__WORK INSTRUCTIONS__
Each line of the listing below, from the very first to the one that contains "stored: Option<MarkerArraySettings>) ->", is to be retyped exactly as it stands.
·····
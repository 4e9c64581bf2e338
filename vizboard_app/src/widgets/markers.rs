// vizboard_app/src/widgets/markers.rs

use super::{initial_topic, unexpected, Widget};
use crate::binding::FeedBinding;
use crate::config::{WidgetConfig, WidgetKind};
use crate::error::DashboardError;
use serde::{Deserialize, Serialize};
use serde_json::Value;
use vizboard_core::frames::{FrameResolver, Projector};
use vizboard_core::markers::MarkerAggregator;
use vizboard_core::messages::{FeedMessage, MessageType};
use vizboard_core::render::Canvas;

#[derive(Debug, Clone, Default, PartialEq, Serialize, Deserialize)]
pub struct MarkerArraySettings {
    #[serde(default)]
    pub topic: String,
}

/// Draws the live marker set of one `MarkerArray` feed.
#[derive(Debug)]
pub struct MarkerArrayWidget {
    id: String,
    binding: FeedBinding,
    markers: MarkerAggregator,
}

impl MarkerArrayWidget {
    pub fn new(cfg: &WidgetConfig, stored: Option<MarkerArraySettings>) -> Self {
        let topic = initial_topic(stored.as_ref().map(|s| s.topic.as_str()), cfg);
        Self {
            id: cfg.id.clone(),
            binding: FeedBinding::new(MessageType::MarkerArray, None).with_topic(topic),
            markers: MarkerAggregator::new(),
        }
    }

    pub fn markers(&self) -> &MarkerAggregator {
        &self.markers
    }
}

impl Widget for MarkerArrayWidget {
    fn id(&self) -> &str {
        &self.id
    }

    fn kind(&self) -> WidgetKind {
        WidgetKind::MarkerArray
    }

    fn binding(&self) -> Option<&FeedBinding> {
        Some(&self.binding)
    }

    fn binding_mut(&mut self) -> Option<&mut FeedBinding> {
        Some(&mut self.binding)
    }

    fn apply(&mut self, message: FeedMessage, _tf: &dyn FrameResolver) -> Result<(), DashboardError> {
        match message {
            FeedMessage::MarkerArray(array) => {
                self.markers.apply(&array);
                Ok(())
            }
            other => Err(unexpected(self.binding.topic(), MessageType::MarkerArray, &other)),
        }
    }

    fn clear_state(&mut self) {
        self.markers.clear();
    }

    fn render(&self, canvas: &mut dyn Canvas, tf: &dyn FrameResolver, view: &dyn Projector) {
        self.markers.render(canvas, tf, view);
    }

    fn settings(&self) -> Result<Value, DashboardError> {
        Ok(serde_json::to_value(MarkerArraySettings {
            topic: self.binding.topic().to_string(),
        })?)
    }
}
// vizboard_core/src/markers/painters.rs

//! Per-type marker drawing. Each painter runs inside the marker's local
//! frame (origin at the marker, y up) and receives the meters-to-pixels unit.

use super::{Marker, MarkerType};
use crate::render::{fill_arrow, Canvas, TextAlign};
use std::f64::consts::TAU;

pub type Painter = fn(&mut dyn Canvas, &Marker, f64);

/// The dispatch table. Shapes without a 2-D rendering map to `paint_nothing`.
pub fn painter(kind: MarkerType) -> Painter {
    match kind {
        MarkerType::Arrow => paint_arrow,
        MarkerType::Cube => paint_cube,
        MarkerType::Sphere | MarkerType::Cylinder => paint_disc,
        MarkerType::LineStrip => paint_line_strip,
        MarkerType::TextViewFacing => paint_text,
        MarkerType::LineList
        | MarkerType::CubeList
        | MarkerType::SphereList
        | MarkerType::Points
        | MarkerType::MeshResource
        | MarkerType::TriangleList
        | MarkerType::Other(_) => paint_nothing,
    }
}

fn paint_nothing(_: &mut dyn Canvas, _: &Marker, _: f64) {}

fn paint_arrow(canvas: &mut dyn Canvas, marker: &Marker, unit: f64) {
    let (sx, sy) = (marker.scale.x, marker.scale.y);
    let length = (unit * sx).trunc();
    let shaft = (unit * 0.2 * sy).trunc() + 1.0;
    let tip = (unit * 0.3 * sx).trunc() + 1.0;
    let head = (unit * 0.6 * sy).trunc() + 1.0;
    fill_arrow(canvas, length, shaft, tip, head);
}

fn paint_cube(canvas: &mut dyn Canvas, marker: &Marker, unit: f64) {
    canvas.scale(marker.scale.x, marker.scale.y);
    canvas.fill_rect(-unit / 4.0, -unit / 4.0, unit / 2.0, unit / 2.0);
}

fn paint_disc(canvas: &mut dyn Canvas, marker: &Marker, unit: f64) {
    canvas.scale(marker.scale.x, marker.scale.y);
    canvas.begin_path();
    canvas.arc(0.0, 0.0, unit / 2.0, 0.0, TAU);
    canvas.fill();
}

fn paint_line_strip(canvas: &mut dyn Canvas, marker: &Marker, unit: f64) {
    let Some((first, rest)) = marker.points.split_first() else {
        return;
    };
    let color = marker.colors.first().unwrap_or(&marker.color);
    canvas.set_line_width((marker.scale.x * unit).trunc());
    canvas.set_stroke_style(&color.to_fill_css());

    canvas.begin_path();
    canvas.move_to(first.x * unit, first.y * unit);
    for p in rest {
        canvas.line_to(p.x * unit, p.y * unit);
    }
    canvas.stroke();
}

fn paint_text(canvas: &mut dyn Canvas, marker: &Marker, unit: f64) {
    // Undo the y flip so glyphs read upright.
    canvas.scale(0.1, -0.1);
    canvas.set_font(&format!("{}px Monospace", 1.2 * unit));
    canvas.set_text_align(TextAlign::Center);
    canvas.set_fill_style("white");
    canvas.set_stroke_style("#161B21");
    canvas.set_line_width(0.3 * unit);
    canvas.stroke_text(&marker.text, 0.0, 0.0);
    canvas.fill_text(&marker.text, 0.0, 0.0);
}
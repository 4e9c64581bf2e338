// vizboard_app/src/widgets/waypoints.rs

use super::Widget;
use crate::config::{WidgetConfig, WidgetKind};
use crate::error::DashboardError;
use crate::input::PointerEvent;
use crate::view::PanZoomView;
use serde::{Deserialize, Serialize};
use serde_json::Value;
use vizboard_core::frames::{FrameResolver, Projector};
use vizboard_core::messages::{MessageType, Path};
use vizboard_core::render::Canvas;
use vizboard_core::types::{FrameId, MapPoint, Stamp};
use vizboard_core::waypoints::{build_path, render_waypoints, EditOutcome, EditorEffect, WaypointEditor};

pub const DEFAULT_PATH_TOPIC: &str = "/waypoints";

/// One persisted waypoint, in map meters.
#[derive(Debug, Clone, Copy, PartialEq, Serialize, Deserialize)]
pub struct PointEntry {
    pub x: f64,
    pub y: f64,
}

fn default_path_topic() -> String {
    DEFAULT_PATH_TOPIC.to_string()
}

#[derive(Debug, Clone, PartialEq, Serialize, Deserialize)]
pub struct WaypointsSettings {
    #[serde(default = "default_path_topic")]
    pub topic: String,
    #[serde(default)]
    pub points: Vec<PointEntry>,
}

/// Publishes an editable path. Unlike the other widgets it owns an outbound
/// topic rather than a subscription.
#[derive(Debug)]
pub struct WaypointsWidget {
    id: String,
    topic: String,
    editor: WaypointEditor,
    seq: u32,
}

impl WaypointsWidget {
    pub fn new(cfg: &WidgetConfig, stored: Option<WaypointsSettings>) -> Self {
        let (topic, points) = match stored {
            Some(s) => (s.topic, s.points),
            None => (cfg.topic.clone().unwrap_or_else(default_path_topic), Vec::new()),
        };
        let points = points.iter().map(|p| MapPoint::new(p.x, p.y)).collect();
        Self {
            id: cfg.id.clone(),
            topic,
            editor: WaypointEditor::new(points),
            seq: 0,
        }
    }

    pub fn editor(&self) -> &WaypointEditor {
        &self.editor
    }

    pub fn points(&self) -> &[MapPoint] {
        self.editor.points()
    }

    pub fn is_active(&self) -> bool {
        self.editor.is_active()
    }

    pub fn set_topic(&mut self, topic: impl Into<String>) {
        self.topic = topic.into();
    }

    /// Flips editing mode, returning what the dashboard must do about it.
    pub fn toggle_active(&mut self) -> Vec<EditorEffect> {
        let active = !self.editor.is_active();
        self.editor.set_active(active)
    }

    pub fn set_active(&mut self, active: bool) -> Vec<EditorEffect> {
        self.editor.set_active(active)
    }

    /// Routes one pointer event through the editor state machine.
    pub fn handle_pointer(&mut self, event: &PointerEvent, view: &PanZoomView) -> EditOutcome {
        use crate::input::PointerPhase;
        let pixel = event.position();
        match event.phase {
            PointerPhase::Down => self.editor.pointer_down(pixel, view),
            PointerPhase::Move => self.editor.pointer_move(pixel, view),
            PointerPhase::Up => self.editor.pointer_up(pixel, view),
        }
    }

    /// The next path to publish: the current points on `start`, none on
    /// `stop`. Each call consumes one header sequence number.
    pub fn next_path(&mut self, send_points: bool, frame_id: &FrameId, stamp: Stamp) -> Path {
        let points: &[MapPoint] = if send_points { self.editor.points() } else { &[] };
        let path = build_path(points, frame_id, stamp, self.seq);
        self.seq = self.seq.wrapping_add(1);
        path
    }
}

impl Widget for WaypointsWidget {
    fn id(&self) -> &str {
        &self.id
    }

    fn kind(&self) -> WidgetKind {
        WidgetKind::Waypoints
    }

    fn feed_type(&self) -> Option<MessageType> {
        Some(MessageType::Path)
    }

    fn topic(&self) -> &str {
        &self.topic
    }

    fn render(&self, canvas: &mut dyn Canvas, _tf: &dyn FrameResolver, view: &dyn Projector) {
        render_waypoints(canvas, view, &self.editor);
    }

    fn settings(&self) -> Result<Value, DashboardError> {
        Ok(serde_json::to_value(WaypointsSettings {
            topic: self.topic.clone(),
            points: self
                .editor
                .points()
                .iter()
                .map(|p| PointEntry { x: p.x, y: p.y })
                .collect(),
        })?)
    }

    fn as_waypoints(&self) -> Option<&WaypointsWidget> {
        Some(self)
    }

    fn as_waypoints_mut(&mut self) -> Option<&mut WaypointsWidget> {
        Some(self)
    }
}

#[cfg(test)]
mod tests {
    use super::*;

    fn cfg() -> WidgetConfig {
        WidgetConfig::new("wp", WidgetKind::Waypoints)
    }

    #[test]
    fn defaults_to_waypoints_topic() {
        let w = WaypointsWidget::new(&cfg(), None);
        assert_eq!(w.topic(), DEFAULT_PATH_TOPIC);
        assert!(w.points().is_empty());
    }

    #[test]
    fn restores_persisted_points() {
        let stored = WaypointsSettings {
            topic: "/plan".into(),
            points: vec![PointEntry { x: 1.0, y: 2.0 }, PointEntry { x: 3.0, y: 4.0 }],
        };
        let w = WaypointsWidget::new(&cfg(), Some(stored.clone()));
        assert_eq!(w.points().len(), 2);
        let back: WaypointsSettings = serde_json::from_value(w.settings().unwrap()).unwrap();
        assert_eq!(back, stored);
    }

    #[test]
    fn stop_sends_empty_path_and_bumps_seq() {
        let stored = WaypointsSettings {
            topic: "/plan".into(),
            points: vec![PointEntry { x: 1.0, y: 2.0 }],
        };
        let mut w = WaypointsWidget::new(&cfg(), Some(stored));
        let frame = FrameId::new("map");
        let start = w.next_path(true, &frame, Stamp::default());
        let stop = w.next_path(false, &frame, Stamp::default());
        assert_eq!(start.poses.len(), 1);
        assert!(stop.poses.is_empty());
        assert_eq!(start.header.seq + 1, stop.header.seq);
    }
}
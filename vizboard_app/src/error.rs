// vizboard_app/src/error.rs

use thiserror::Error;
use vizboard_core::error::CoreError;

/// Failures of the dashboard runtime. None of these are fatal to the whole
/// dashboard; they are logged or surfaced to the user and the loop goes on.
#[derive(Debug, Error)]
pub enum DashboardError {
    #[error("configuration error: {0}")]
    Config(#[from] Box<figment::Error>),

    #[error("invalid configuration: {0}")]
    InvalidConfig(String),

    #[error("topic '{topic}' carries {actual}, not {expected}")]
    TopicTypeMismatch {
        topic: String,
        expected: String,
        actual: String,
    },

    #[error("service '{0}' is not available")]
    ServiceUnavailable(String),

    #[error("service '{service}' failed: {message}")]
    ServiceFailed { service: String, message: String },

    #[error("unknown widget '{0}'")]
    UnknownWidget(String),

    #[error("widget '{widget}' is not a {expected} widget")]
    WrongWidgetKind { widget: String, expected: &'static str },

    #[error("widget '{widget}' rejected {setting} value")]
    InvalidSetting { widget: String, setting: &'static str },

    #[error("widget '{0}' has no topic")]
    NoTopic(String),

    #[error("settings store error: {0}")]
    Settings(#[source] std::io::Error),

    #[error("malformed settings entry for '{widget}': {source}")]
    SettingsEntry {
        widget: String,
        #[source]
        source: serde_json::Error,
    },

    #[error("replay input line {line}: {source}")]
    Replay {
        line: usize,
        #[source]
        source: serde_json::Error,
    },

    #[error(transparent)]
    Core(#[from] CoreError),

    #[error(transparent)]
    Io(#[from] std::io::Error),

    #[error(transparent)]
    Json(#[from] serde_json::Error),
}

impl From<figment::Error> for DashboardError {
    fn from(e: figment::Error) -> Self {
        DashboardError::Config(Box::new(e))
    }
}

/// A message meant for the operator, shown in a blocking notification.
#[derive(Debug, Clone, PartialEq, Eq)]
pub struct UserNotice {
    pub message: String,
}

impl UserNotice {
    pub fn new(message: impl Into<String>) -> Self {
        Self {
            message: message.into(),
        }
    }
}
·····
__ANSWER BOX__
repository 4e9c64581bf2e338
filename vizboard_app/src/widgets/markers.rs
// vizboard_app/src/widgets/markers.rs

use super::{initial_topic, unexpected, Widget};
use crate::binding::FeedBinding;
use crate::config::{WidgetConfig, WidgetKind};
use crate::error::DashboardError;
use serde::{Deserialize, Serialize};
use serde_json::Value;
use vizboard_core::frames::{FrameResolver, Projector};
use vizboard_core::markers::MarkerAggregator;
use vizboard_core::messages::{FeedMessage, MessageType};
use vizboard_core::render::Canvas;

#[derive(Debug, Clone, Default, PartialEq, Serialize, Deserialize)]
pub struct MarkerArraySettings {
    #[serde(default)]
    pub topic: String,
}

/// Draws the live marker set of one `MarkerArray` feed.
#[derive(Debug)]
pub struct MarkerArrayWidget {
    id: String,
    binding: FeedBinding,
    markers: MarkerAggregator,
}

impl MarkerArrayWidget {
    pub fn new(cfg: &WidgetConfig, stored: Option<MarkerArraySettings>) -> Self {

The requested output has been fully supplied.